Could you answer that question with a question: “No. Motivational speakers are entertaining but often have no content. I AM entertaining and I DO HAVE content, something valuable for you. What would you call me?”
— Karen Dimmick
I don’t know what you speak on obviously, but how about something like this: “Yes I motivate people to take action on (the steps in your subject). For example, (I speak on entrepreneurial marketing)” “Yes, I motivate people to take action towards perfecting their niche, so they have the tools to make more money.”
— Helen Wilkie
For years my standard answer to “Are you a motivational speaker?” has been: “Well, I’d better be. But the question is, what do you want me to motivate them to DO?” It has sparked some interesting conversations.
— Mark Henson
When someone asks me if I’m a motivational speaker, I give one of two responses:
“Actually, I’m not a motivational speaker, I’m a MOTIVATED speaker.
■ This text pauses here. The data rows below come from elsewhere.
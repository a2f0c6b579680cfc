//! End-to-end tests against real `bgjob-worker` processes.

use std::time::{Duration, Instant};

use nix::sys::signal::{Signal, kill};
use nix::unistd::Pid;

use bgjob::{JobState, Session, SessionConfig, SessionError};

fn process_session(mut config: SessionConfig) -> Session {
    config.worker.program = env!("CARGO_BIN_EXE_bgjob-worker").to_owned();
    Session::new(config).unwrap()
}

#[test]
fn round_trip_through_a_real_process() {
    let session = process_session(SessionConfig::default());
    let handle = session.launch("row 42").unwrap();
    assert_eq!(session.wait(handle).unwrap(), JobState::Stopped);
    let result = session.result(handle).unwrap();
    assert_eq!(result.rows.len(), 1);
    assert_eq!(result.rows[0].i64_field(0), Some(42));
    assert_eq!(result.tag, "OK 1");
}

#[test]
fn large_output_flows_through_a_small_queue() {
    let session = process_session(SessionConfig::default());
    // A 1 MiB row through an 8 KiB ring: the worker must block on
    // backpressure until the drain below makes room, so the result is
    // consumed without waiting for completion first.
    let handle = session
        .launch_with_capacity("blob 1048576", 8192)
        .unwrap();
    let result = session.result(handle).unwrap();
    assert_eq!(result.rows.len(), 1);
    let bytes = result.rows[0].bytes(0).unwrap();
    assert_eq!(bytes.len(), 1_048_576);
    assert!(bytes.iter().all(|&b| b == b'x'));
}

#[test]
fn sigint_cancels_a_real_worker() {
    let session = process_session(SessionConfig::default());
    let handle = session.launch("sleep 60000").unwrap();
    let state = session.cancel_with_grace(handle, 10_000).unwrap();
    assert_eq!(state, JobState::Canceled);
}

#[test]
fn killed_worker_reports_lost_connection() {
    let session = process_session(SessionConfig::default());
    let handle = session.launch("sleep 60000").unwrap();
    // SIGKILL gives the worker no chance to publish a terminal state.
    kill(Pid::from_raw(handle.pid), Signal::SIGKILL).unwrap();
    match session.result(handle) {
        Err(SessionError::Execution(record)) => {
            assert!(record.message.contains("lost connection"));
            assert!(record.message.contains(&handle.pid.to_string()));
        }
        other => panic!("expected an execution error, got {other:?}"),
    }
    assert_eq!(session.stats().errored, 1);
}

#[test]
fn exit_stays_observable_across_registry_refreshes() {
    let session = process_session(SessionConfig::default());
    let handle = session.launch("sleep 60000").unwrap();
    kill(Pid::from_raw(handle.pid), Signal::SIGKILL).unwrap();
    // A list() refresh reaps the worker first; the later drain must
    // still see it as stopped instead of blocking on an empty ring.
    let deadline = Instant::now() + Duration::from_secs(10);
    while session.list()[0].state == JobState::Running {
        assert!(Instant::now() < deadline, "worker exit never observed");
        std::thread::sleep(Duration::from_millis(10));
    }
    match session.result(handle) {
        Err(SessionError::Execution(record)) => {
            assert!(record.message.contains("lost connection"));
            assert!(record.message.contains(&handle.pid.to_string()));
        }
        other => panic!("expected an execution error, got {other:?}"),
    }
}
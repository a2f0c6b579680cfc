//! Job lifecycle states.
//!
//! ```text
//!               ┌───────────┐
//!         ┌────▶│  Stopped  │  worker completed and sent a completion frame
//!         │     └───────────┘
//! ┌───────┴─┐   ┌───────────┐
//! │ Running │──▶│ Canceled  │  cancellation acknowledged before completion
//! └───────┬─┘   └───────────┘
//!         │     ┌───────────┐
//!         └────▶│   Error   │  worker sent an error frame, or the segment
//!               └───────────┘  became unreachable before completion
//! ```
//!
//! All three right-hand states are terminal; nothing re-enters `Running`.

use serde::{Deserialize, Serialize};

/// Lifecycle state of a launched job.
#[derive(Debug, Clone, Copy, PartialEq, Eq, Serialize, Deserialize)]
#[serde(rename_all = "snake_case")]
pub enum JobState {
    /// The worker is (or is presumed to be) executing the job.
    Running,
    /// The worker completed the job.
    Stopped,
    /// A cancellation request was acknowledged before completion.
    Canceled,
    /// The job failed, or the worker was lost mid-stream.
    Error,
}

impl JobState {
    /// Whether this state admits no further transitions.
    #[must_use]
    pub const fn is_terminal(self) -> bool {
        !matches!(self, Self::Running)
    }

    /// Whether a transition from `self` to `to` is legal.
    #[must_use]
    pub const fn can_transition(self, to: Self) -> bool {
        matches!(self, Self::Running) && to.is_terminal()
    }

    /// Encode for the segment's final-state cell. Zero means "running",
    /// which is also the cell's zero-initialized value.
    #[must_use]
    pub const fn to_cell(self) -> u32 {
        match self {
            Self::Running => 0,
            Self::Stopped => 1,
            Self::Canceled => 2,
            Self::Error => 3,
        }
    }

    /// Decode from the segment's final-state cell.
    #[must_use]
    pub const fn from_cell(cell: u32) -> Option<Self> {
        match cell {
            0 => Some(Self::Running),
            1 => Some(Self::Stopped),
            2 => Some(Self::Canceled),
            3 => Some(Self::Error),
            _ => None,
        }
    }

    /// Short name for logs and snapshots.
    #[must_use]
    pub const fn as_str(self) -> &'static str {
        match self {
            Self::Running => "running",
            Self::Stopped => "stopped",
            Self::Canceled => "canceled",
            Self::Error => "error",
        }
    }
}

impl std::fmt::Display for JobState {
    fn fmt(&self, f: &mut std::fmt::Formatter<'_>) -> std::fmt::Result {
        f.write_str(self.as_str())
    }
}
I’m totally jazzed about sharing my ideas on (topic) with you tomorrow.”
“I honestly don’t know. You tell me after the speech tomorrow.”
— Sharon Ferrier
I too, was quite perplexed when I was first introduced as a “motivational speaker” My mind shot to Tony Robbins and co. Then I thought, “all effective speakers are motivational speakers as they are trying to influence the way the audience thinks, feels, or acts.” So, to answer your question I would say, “My main goal is to educate — to provide you with the tips, tricks and tools to make you more effective in your job. But I believe we learn best when we have fun, so there will be plenty of stories and examples and opportunity to interact.”
— Ellen Schulz
I reply with this reframe: “Yes. All good speakers are motivational in creating an environment of learning and a desire to grow and take action.”
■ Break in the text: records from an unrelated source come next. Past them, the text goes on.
//! Result-stream framing.
//!
//! The worker streams its output back to the launcher as discrete frames
//! over the bounded queue. Four frame kinds exist:
//!
//! | tag | frame | contents |
//! |-----|-------|----------|
//! | `S` | schema | field count, then per field: type tag + name |
//! | `D` | data | field count, then per field: i32 length (-1 = null) + bytes |
//! | `C` | completion | opaque status tag |
//! | `E` | error | message / detail / hint / context, each independently nullable |
//!
//! All integers are little-endian. A data frame's field count must match
//! the schema that preceded it; the session layer enforces that pairing
//! because the codec itself is stateless.

use std::fmt;

use crate::error::ProtocolError;

const TAG_SCHEMA: u8 = b'S';
const TAG_DATA: u8 = b'D';
const TAG_COMPLETE: u8 = b'C';
const TAG_ERROR: u8 = b'E';

/// Field type tags carried in schema frames.
///
/// These describe how the raw bytes of a field should be interpreted by
/// the consumer; the transport itself treats every field as opaque bytes.
#[derive(Debug, Clone, Copy, PartialEq, Eq)]
#[repr(u8)]
pub enum TypeTag {
    /// Single byte, 0 or 1.
    Bool = 1,
    /// Little-endian i64.
    Int64 = 2,
    /// Little-endian f64.
    Float64 = 3,
    /// UTF-8 text.
    Text = 4,
    /// Uninterpreted bytes.
    Bytes = 5,
}

impl TypeTag {
    fn from_u8(b: u8) -> Result<Self, ProtocolError> {
        match b {
            1 => Ok(Self::Bool),
            2 => Ok(Self::Int64),
            3 => Ok(Self::Float64),
            4 => Ok(Self::Text),
            5 => Ok(Self::Bytes),
            other => Err(ProtocolError::UnknownTypeTag(other)),
        }
    }
}

/// One field of a result schema.
#[derive(Debug, Clone, PartialEq, Eq)]
pub struct SchemaField {
    /// Field name.
    pub name: String,
    /// How the field's bytes should be interpreted.
    pub type_tag: TypeTag,
}

/// Description of the rows a job produces.
#[derive(Debug, Clone, PartialEq, Eq, Default)]
pub struct Schema {
    /// Ordered field descriptions.
    pub fields: Vec<SchemaField>,
}

impl Schema {
    /// Single-column schema, the common case for simple jobs.
    #[must_use]
    pub fn single(name: &str, type_tag: TypeTag) -> Self {
        Self {
            fields: vec![SchemaField {
                name: name.to_owned(),
                type_tag,
            }],
        }
    }
}

/// One row of job output. Each field is either null or raw bytes.
#[derive(Debug, Clone, PartialEq, Eq, Default)]
pub struct Row {
    /// Field values in schema order; `None` is SQL-style null.
    pub fields: Vec<Option<Vec<u8>>>,
}

impl Row {
    /// Build a single-column row from an i64.
    #[must_use]
    pub fn from_i64(v: i64) -> Self {
        Self {
            fields: vec![Some(v.to_le_bytes().to_vec())],
        }
    }

    /// Build a single-column row from text.
    #[must_use]
    pub fn from_text(v: &str) -> Self {
        Self {
            fields: vec![Some(v.as_bytes().to_vec())],
        }
    }

    /// Raw bytes of field `i`, or `None` if null or out of range.
    #[must_use]
    pub fn bytes(&self, i: usize) -> Option<&[u8]> {
        self.fields.get(i).and_then(|f| f.as_deref())
    }

    /// Field `i` decoded as little-endian i64.
    #[must_use]
    pub fn i64_field(&self, i: usize) -> Option<i64> {
        let b = self.bytes(i)?;
        Some(i64::from_le_bytes(b.try_into().ok()?))
    }

    /// Field `i` decoded as UTF-8 text.
    #[must_use]
    pub fn text_field(&self, i: usize) -> Option<&str> {
        std::str::from_utf8(self.bytes(i)?).ok()
    }
}

/// The full error record a failed job transports back to the launcher.
///
/// Every field except `message` is optional, and each travels
/// independently; consumers must not assume any of them is present.
#[derive(Debug, Clone, PartialEq, Eq, Default)]
pub struct ErrorRecord {
    /// Primary error message.
    pub message: String,
    /// Longer description, if the executor provided one.
    pub detail: Option<String>,
    /// Suggested remedy, if any.
    pub hint: Option<String>,
    /// Where the error occurred, if known.
    pub context: Option<String>,
}

impl ErrorRecord {
    /// Record with only a message.
    #[must_use]
    pub fn message(message: impl Into<String>) -> Self {
        Self {
            message: message.into(),
            ..Self::default()
        }
    }
}

impl fmt::Display for ErrorRecord {
    fn fmt(&self, f: &mut fmt::Formatter<'_>) -> fmt::Result {
        f.write_str(&self.message)?;
        if let Some(detail) = &self.detail {
            write!(f, " (detail: {detail})")?;
        }
        if let Some(hint) = &self.hint {
            write!(f, " (hint: {hint})")?;
        }
        if let Some(context) = &self.context {
            write!(f, " (context: {context})")?;
        }
        Ok(())
    }
}

/// One frame of the worker → launcher result stream.
#[derive(Debug, Clone, PartialEq)]
pub enum Frame {
    /// Describes the rows that follow.
    Schema(Schema),
    /// One row of output.
    Data(Row),
    /// The job finished; carries an opaque status tag.
    Complete {
        /// Status tag, e.g. `"OK"`.
        tag: String,
    },
    /// The job failed.
    Error(ErrorRecord),
}

impl Frame {
    /// Serialize the frame to its wire form.
    #[must_use]
    pub fn encode(&self) -> Vec<u8> {
        let mut buf = Vec::with_capacity(64);
        match self {
            Self::Schema(schema) => {
                buf.push(TAG_SCHEMA);
                put_u16(&mut buf, schema.fields.len() as u16);
                for field in &schema.fields {
                    buf.push(field.type_tag as u8);
                    put_bytes(&mut buf, field.name.as_bytes());
                }
            }
            Self::Data(row) => {
                buf.push(TAG_DATA);
                put_u16(&mut buf, row.fields.len() as u16);
                for field in &row.fields {
                    match field {
                        Some(bytes) => {
                            put_i32(&mut buf, bytes.len() as i32);
                            buf.extend_from_slice(bytes);
                        }
                        None => put_i32(&mut buf, -1),
                    }
                }
            }
            Self::Complete { tag } => {
                buf.push(TAG_COMPLETE);
                put_bytes(&mut buf, tag.as_bytes());
            }
            Self::Error(record) => {
                buf.push(TAG_ERROR);
                put_opt(&mut buf, Some(&record.message));
                put_opt(&mut buf, record.detail.as_deref());
                put_opt(&mut buf, record.hint.as_deref());
                put_opt(&mut buf, record.context.as_deref());
            }
        }
        buf
    }

    /// Parse a frame from its wire form.
    pub fn decode(buf: &[u8]) -> Result<Self, ProtocolError> {
        let mut r = Reader::new(buf);
        let frame = match r.u8()? {
            TAG_SCHEMA => {
                let count = r.u16()? as usize;
                let mut fields = Vec::with_capacity(count);
                for _ in 0..count {
                    let type_tag = TypeTag::from_u8(r.u8()?)?;
                    let name = r.string()?;
                    fields.push(SchemaField { name, type_tag });
                }
                Self::Schema(Schema { fields })
            }
            TAG_DATA => {
                let count = r.u16()? as usize;
                // Scratch value and null-flag arrays sized to the field
                // count, assembled into the row and dropped right after.
                let mut values: Vec<Vec<u8>> = Vec::with_capacity(count);
                let mut nulls: Vec<bool> = Vec::with_capacity(count);
                for _ in 0..count {
                    let len = r.i32()?;
                    if len < 0 {
                        values.push(Vec::new());
                        nulls.push(true);
                    } else {
                        values.push(r.take(len as usize)?.to_vec());
                        nulls.push(false);
                    }
                }
                let fields = values
                    .into_iter()
                    .zip(nulls)
                    .map(|(v, null)| if null { None } else { Some(v) })
                    .collect();
                Self::Data(Row { fields })
            }
            TAG_COMPLETE => Self::Complete { tag: r.string()? },
            TAG_ERROR => {
                let message = r.opt_string()?.unwrap_or_default();
                let detail = r.opt_string()?;
                let hint = r.opt_string()?;
                let context = r.opt_string()?;
                Self::Error(ErrorRecord {
                    message,
                    detail,
                    hint,
                    context,
                })
            }
            other => return Err(ProtocolError::UnknownFrame(other)),
        };
        Ok(frame)
    }
}

fn put_u16(buf: &mut Vec<u8>, v: u16) {
    buf.extend_from_slice(&v.to_le_bytes());
}

fn put_i32(buf: &mut Vec<u8>, v: i32) {
    buf.extend_from_slice(&v.to_le_bytes());
}

fn put_bytes(buf: &mut Vec<u8>, bytes: &[u8]) {
    buf.extend_from_slice(&(bytes.len() as u32).to_le_bytes());
    buf.extend_from_slice(bytes);
}

fn put_opt(buf: &mut Vec<u8>, s: Option<&str>) {
    match s {
        Some(s) => {
            put_i32(buf, s.len() as i32);
            buf.extend_from_slice(s.as_bytes());
        }
        None => put_i32(buf, -1),
    }
}

struct Reader<'a> {
    buf: &'a [u8],
    pos: usize,
}

impl<'a> Reader<'a> {
    fn new(buf: &'a [u8]) -> Self {
        Self { buf, pos: 0 }
    }

    fn take(&mut self, n: usize) -> Result<&'a [u8], ProtocolError> {
        let end = self.pos.checked_add(n).ok_or(ProtocolError::Truncated)?;
        if end > self.buf.len() {
            return Err(ProtocolError::Truncated);
        }
        let out = &self.buf[self.pos..end];
        self.pos = end;
        Ok(out)
    }

    fn u8(&mut self) -> Result<u8, ProtocolError> {
        Ok(self.take(1)?[0])
    }

    fn u16(&mut self) -> Result<u16, ProtocolError> {
        Ok(u16::from_le_bytes(self.take(2)?.try_into().unwrap()))
    }

    fn i32(&mut self) -> Result<i32, ProtocolError> {
        Ok(i32::from_le_bytes(self.take(4)?.try_into().unwrap()))
    }

    fn string(&mut self) -> Result<String, ProtocolError> {
        let len = u32::from_le_bytes(self.take(4)?.try_into().unwrap()) as usize;
        let bytes = self.take(len)?;
        String::from_utf8(bytes.to_vec()).map_err(|_| ProtocolError::InvalidUtf8)
    }

    fn opt_string(&mut self) -> Result<Option<String>, ProtocolError> {
        let len = self.i32()?;
        if len < 0 {
            return Ok(None);
        }
        let bytes = self.take(len as usize)?;
        String::from_utf8(bytes.to_vec())
            .map(Some)
            .map_err(|_| ProtocolError::InvalidUtf8)
    }
}

#[cfg(test)]
mod tests {
    use super::*;

    #[test]
    fn schema_frame_survives_the_wire() {
        let schema = Schema {
            fields: vec![
                SchemaField {
                    name: "id".into(),
                    type_tag: TypeTag::Int64,
                },
                SchemaField {
                    name: "note".into(),
                    type_tag: TypeTag::Text,
                },
            ],
        };
        let decoded = Frame::decode(&Frame::Schema(schema.clone()).encode()).unwrap();
        assert_eq!(decoded, Frame::Schema(schema));
    }

    #[test]
    fn null_fields_are_distinct_from_empty_fields() {
        let row = Row {
            fields: vec![Some(vec![]), None, Some(b"x".to_vec())],
        };
        let Frame::Data(decoded) = Frame::decode(&Frame::Data(row).encode()).unwrap() else {
            panic!("wrong frame kind");
        };
        assert_eq!(decoded.bytes(0), Some(&[][..]));
        assert_eq!(decoded.bytes(1), None);
        assert_eq!(decoded.bytes(2), Some(&b"x"[..]));
    }

    #[test]
    fn error_fields_travel_independently() {
        let record = ErrorRecord {
            message: "relation does not exist".into(),
            detail: None,
            hint: Some("check the search path".into()),
            context: None,
        };
        let decoded = Frame::decode(&Frame::Error(record.clone()).encode()).unwrap();
        assert_eq!(decoded, Frame::Error(record));
    }

    #[test]
    fn truncated_frames_are_rejected() {
        let mut wire = Frame::Complete { tag: "OK".into() }.encode();
        wire.truncate(wire.len() - 1);
        assert_eq!(Frame::decode(&wire), Err(ProtocolError::Truncated));
        assert_eq!(Frame::decode(&[0x7f]), Err(ProtocolError::UnknownFrame(0x7f)));
        assert_eq!(Frame::decode(&[]), Err(ProtocolError::Truncated));
    }

    #[test]
    fn row_typed_accessors() {
        let row = Row::from_i64(42);
        assert_eq!(row.i64_field(0), Some(42));
        let row = Row::from_text("hello");
        assert_eq!(row.text_field(0), Some("hello"));
        assert_eq!(row.i64_field(0), None); // 5 bytes, not 8
    }
}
There is a nod and that is the end of it.
— Milo Shapiro
I’d just move past the way they worded the question and tell them what I do: “I deliver a speaker program called ‘xxxxxx’ which helps people to xxxxxxxxxx. My program helps them do their job (better-easier-happier-quicker), so I’d say that counts as being motivating...wouldn’t you? (insert big smile here).”
— Dave Crisp
I usually say, “Yes; my goal is to motivate people to actually do something — which means I do my level best to drag in some content in catchy, memorable way. If it isn’t fun, it isn’t remembered.”
— Teresa Allen
Loved your question — even better one is when someone asks if you are an “inspirational speaker” and I think this reply works in either case....
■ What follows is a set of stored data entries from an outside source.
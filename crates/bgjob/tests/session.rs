//! Session lifecycle tests over the in-process thread supervisor.

use std::sync::Arc;
use std::time::{Duration, Instant};

use bgjob::testkit::ThreadSupervisor;
use bgjob::{JobHandle, JobState, Session, SessionConfig, SessionError};

fn session_with(config: SessionConfig) -> (Session, Arc<ThreadSupervisor>) {
    let supervisor = Arc::new(ThreadSupervisor::new());
    let session = Session::with_supervisor(config, supervisor.clone()).unwrap();
    (session, supervisor)
}

fn session() -> (Session, Arc<ThreadSupervisor>) {
    session_with(SessionConfig::default())
}

#[test]
fn launch_wait_and_consume_one_row() {
    let (session, _) = session();
    let handle = session.launch("row 42").unwrap();
    assert_eq!(session.wait(handle).unwrap(), JobState::Stopped);

    let result = session.result(handle).unwrap();
    assert_eq!(result.state, JobState::Stopped);
    assert_eq!(result.tag, "OK 1");
    assert_eq!(result.rows.len(), 1);
    assert_eq!(result.rows[0].i64_field(0), Some(42));
    assert_eq!(result.schema.unwrap().fields[0].name, "value");
}

#[test]
fn result_stream_is_single_use() {
    let (session, _) = session();
    let handle = session.launch("row 1").unwrap();
    session.wait(handle).unwrap();
    session.result(handle).unwrap();
    assert!(matches!(
        session.result(handle),
        Err(SessionError::AlreadyConsumed { pid }) if pid == handle.pid
    ));
}

#[test]
fn run_is_launch_wait_result() {
    let (session, _) = session();
    let result = session.run("rows 10").unwrap();
    assert_eq!(result.rows.len(), 10);
    assert_eq!(result.tag, "OK 10");
    assert_eq!(result.rows[9].i64_field(0), Some(9));
}

#[test]
fn submit_takes_no_consumption_obligation() {
    let (session, _) = session();
    let handle = session.submit("row 1").unwrap();
    assert_eq!(session.wait(handle).unwrap(), JobState::Stopped);
    // Never consumed; the job is still listed and counted.
    let stats = session.stats();
    assert_eq!(stats.launched, 1);
    assert_eq!(stats.stopped, 1);
}

#[test]
fn submit_honors_an_explicit_queue_capacity() {
    let (session, _) = session();
    // A 64 KiB row through an 8 KiB ring only completes if the chosen
    // capacity is the one actually in effect for the drain below.
    let handle = session.submit_with_capacity("blob 65536", 8192).unwrap();
    let result = session.result(handle).unwrap();
    assert_eq!(result.rows[0].bytes(0).unwrap().len(), 65_536);
}

#[test]
fn failed_job_surfaces_its_error_record() {
    let (session, _) = session();
    let handle = session.launch("fail division by zero").unwrap();
    assert_eq!(session.wait(handle).unwrap(), JobState::Error);
    match session.result(handle) {
        Err(SessionError::Execution(record)) => {
            assert_eq!(record.message, "division by zero");
        }
        other => panic!("expected an execution error, got {other:?}"),
    }
    assert_eq!(session.stats().errored, 1);
}

#[test]
fn cancel_reaches_canceled_before_completion() {
    let (session, _) = session();
    let handle = session.launch("sleep 30000\nrow 1").unwrap();
    let state = session.cancel(handle).unwrap();
    assert_eq!(state, JobState::Canceled);
    // The result stream reports the cancellation as an error record.
    match session.result(handle) {
        Err(SessionError::Execution(record)) => {
            assert!(record.message.contains("user request"));
        }
        other => panic!("expected an execution error, got {other:?}"),
    }
    assert_eq!(session.stats().canceled, 1);
}

#[test]
fn cancel_after_completion_is_a_noop() {
    let (session, _) = session();
    let handle = session.launch("row 1").unwrap();
    session.wait(handle).unwrap();
    assert_eq!(session.cancel(handle).unwrap(), JobState::Stopped);
    // The finished result is still consumable.
    assert_eq!(session.result(handle).unwrap().rows.len(), 1);
}

#[test]
fn wait_timeout_returns_running_and_never_cancels() {
    let (session, _) = session();
    let handle = session.launch("sleep 400\nrow 7").unwrap();
    let state = session
        .wait_with_timeout(handle, Some(Duration::from_millis(50)))
        .unwrap();
    assert_eq!(state, JobState::Running);
    // The job was not disturbed: it still finishes and delivers.
    assert_eq!(session.wait(handle).unwrap(), JobState::Stopped);
    assert_eq!(session.result(handle).unwrap().rows[0].i64_field(0), Some(7));
}

#[test]
fn worker_ceiling_rejects_and_frees_up() {
    let (session, _) = session_with(SessionConfig {
        max_workers: 1,
        ..SessionConfig::default()
    });
    let first = session.launch("sleep 30000").unwrap();
    assert!(matches!(
        session.launch("row 1"),
        Err(SessionError::LimitExceeded { limit: 1 })
    ));
    session.cancel(first).unwrap();
    // The slot frees once the first job is terminal.
    let second = session.launch("row 1").unwrap();
    session.wait(second).unwrap();
}

#[test]
fn wrong_cookie_is_identity_mismatch_not_not_found() {
    let (session, _) = session();
    let handle = session.launch("row 1").unwrap();
    session.wait(handle).unwrap();

    let forged = JobHandle {
        pid: handle.pid,
        cookie: handle.cookie ^ 1,
    };
    assert!(matches!(
        session.result(forged),
        Err(SessionError::IdentityMismatch { pid, .. }) if pid == handle.pid
    ));
    assert!(matches!(
        session.result(JobHandle {
            pid: -1,
            cookie: handle.cookie
        }),
        Err(SessionError::NotFound { pid: -1 })
    ));
}

#[test]
fn pid_reuse_evicts_stale_entry_and_invalidates_old_handle() {
    let (session, supervisor) = session();
    let old = session.launch("row 1").unwrap();
    session.wait(old).unwrap();

    supervisor.force_next_pid(old.pid);
    let new = session.launch("row 2").unwrap();
    assert_eq!(new.pid, old.pid);
    assert_ne!(new.cookie, old.cookie);

    assert!(matches!(
        session.result(old),
        Err(SessionError::IdentityMismatch { .. })
    ));
    session.wait(new).unwrap();
    assert_eq!(session.result(new).unwrap().rows[0].i64_field(0), Some(2));
}

#[test]
fn detach_forgets_the_job_without_consuming() {
    let (session, _) = session();
    let handle = session.launch("sleep 100\nrow 5").unwrap();
    session.detach(handle).unwrap();
    assert!(matches!(
        session.result(handle),
        Err(SessionError::NotFound { .. })
    ));
    // Launched counter keeps the detached job; nothing else tracks it.
    assert_eq!(session.stats().launched, 1);
}

#[test]
fn detach_never_aborts_in_flight_work() {
    let (session, _) = session();
    let dir = tempfile::tempdir().unwrap();
    let marker = dir.path().join("committed");
    let job = format!("sleep 100\nwrite {}", marker.display());

    let handle = session.launch(&job).unwrap();
    session.detach(handle).unwrap();

    // The detached worker still reaches its commit point.
    let deadline = Instant::now() + Duration::from_secs(5);
    while !marker.exists() {
        assert!(Instant::now() < deadline, "detached job never committed");
        std::thread::sleep(Duration::from_millis(10));
    }
}

#[test]
fn teardown_stops_registered_workers_but_spares_detached_ones() {
    let (session, _) = session();
    let dir = tempfile::tempdir().unwrap();
    let spared = dir.path().join("spared");
    let stopped = dir.path().join("stopped");

    let detached = session
        .launch(&format!("sleep 300\nwrite {}", spared.display()))
        .unwrap();
    session.detach(detached).unwrap();
    let _registered = session
        .launch(&format!("sleep 300\nwrite {}", stopped.display()))
        .unwrap();
    drop(session);

    // The detached worker outlives the session and commits.
    let deadline = Instant::now() + Duration::from_secs(5);
    while !spared.exists() {
        assert!(Instant::now() < deadline, "detached worker never committed");
        std::thread::sleep(Duration::from_millis(10));
    }
    // The registered worker was terminated before its commit point.
    std::thread::sleep(Duration::from_millis(500));
    assert!(!stopped.exists());
}

#[test]
fn cancel_before_commit_point_prevents_the_side_effect() {
    let (session, _) = session();
    let dir = tempfile::tempdir().unwrap();
    let marker = dir.path().join("committed");
    let job = format!("sleep 30000\nwrite {}", marker.display());

    let handle = session.launch(&job).unwrap();
    assert_eq!(session.cancel(handle).unwrap(), JobState::Canceled);
    std::thread::sleep(Duration::from_millis(50));
    assert!(!marker.exists());
}

#[test]
fn progress_is_readable_while_running_and_gone_after_consume() {
    let (session, _) = session();
    let handle = session
        .launch("progress 40 building index\nsleep 300\nrow 1")
        .unwrap();

    let deadline = Instant::now() + Duration::from_secs(5);
    loop {
        let p = session.progress(handle).unwrap();
        if p.percent == 40 {
            assert_eq!(p.message, "building index");
            break;
        }
        assert!(Instant::now() < deadline, "progress report never appeared");
        std::thread::sleep(Duration::from_millis(5));
    }

    session.wait(handle).unwrap();
    session.result(handle).unwrap();
    assert!(matches!(
        session.progress(handle),
        Err(SessionError::AlreadyConsumed { .. })
    ));
}

#[test]
fn execution_timeout_fails_the_job() {
    let (session, _) = session_with(SessionConfig {
        execution_timeout_ms: Some(50),
        ..SessionConfig::default()
    });
    let handle = session.launch("sleep 30000").unwrap();
    assert_eq!(session.wait(handle).unwrap(), JobState::Error);
    match session.result(handle) {
        Err(SessionError::Execution(record)) => {
            assert!(record.message.contains("timeout"));
            assert!(record.hint.is_some());
        }
        other => panic!("expected an execution error, got {other:?}"),
    }
}

#[test]
fn stats_aggregate_outcomes() {
    let (session, _) = session();
    let ok = session.launch("row 1").unwrap();
    session.wait(ok).unwrap();
    session.result(ok).unwrap();

    let failed = session.launch("fail nope").unwrap();
    session.wait(failed).unwrap();
    let _ = session.result(failed);

    let canceled = session.launch("sleep 30000").unwrap();
    session.cancel(canceled).unwrap();

    let stats = session.stats();
    assert_eq!(stats.launched, 3);
    assert_eq!(stats.stopped, 1);
    assert_eq!(stats.errored, 1);
    assert_eq!(stats.canceled, 1);
    assert_eq!(stats.running, 0);
    assert_eq!(stats.max_workers, 16);
    assert!(stats.mean_duration_ms.is_some());

    let list = session.list();
    assert_eq!(list.len(), 3);
    assert_eq!(list[0].pid, ok.pid);
    assert_eq!(list[0].preview, "row 1");
    assert_eq!(list[0].completion_tag.as_deref(), Some("OK 1"));
    assert_eq!(list[1].last_error.as_deref(), Some("nope"));
}

#[test]
fn launch_guardrails() {
    let (session, _) = session();
    assert!(matches!(
        session.launch(""),
        Err(SessionError::InvalidArgument(_))
    ));
    let oversized = "x".repeat(4 * 1024 * 1024 + 1);
    assert!(matches!(
        session.launch(&oversized),
        Err(SessionError::InvalidArgument(_))
    ));
    assert_eq!(session.stats().launched, 0);
}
“I motivate/inspire my participants to excel in their career and life through use of the skills and ideas presented in my programs. ” The “skills” word covers those looking for content and the “ideas” covers those looking more for a mind shift experience — since most of the time you are answering a stranger and don’t know which angle they are hoping for this covers both sides. The ’career’ and ’life’ covers you for the person that really doesn’t think they care about their job but is interested in their life. It may open their ears or entice them to select your presentation, especially if several choices are available.
— Karl Mecklenburg
I do keynotes too. I am entertaining because the stories I tell touch people where they live: in their relationships, at their place of business, and through their emotions. If each individual in my audience isn’t reaffirmed in their belief that they determine their own future, then I haven’t done my job.